Pretium True North can release the properties from the pool without prepaying the loan balance, or paying any yield maintenance or additional release premium to the trust.

The deal has a couple of overarching credit considerations, driven mostly by the pandemic recovery and fundamental industry realities, that from KBRA’s point of view, present a mixed credit outlook on the notes.

The COVID-19 related recession was the first that tested the large-scale institutional ownership of single-family rental properties, and the asset performed well, from KBRA’s point of view. Yet as the COVID-19 recovery continues, moratoriums on tenant evictions could affect the tenancy rates of the properties overall, Tegen says.

Another consideration is to what extent operators can raise rent, especially through lease renewals on existing tenants or renter turnover, Tegen says.

Another question that might affect post-COVID demand for single-family rental properties near cities is whether companies and employers might offer work-from-home options and how flexible they are willing to be.

The second major consideration is that securitization collateralized by single-borrower mortgages on single-family rental properties is a maturing business, according to KBRA. Of the 51 deals that were brought to market, none of the underlying loans became delinquent and 28 securitizations were paid off in full before maturity.
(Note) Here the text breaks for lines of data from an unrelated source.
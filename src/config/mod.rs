//! Styling-configuration schema: tokens, theme variants, and build plugins.
//!
//! Configurations support multiple theme variants (e.g., dark and light
//! modes) derived from named base palettes, with declared order preserved
//! throughout and determining precedence on conflict.

mod schema;
pub use schema::*;

mod deserializers;

mod kinds;
pub use kinds::*;

mod resolve;
pub use resolve::*;

mod lint;
pub use lint::*;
Yet those deals that were paid off were done through capital sources other than securitization proceeds.

In the other Goldman-related residential MBS transaction, the GS Mortgage- Backed Securities Trust 2021-PJ6, or GSMBS 2021-PJ6, is issuing $1 billion in notes. The notes are secured by 30-year, fixed-rate, high-quality mortgages. The borrowers have strong credit profiles, with weighted average FICO scores of 766, and low leverage, with a 74 percent sustainable loan-to-value ratio, according to FitchRatings.

Goldman Sachs Mortgage Company is sponsoring the deal, and GS Mortgage Securities Corp., is the depositor.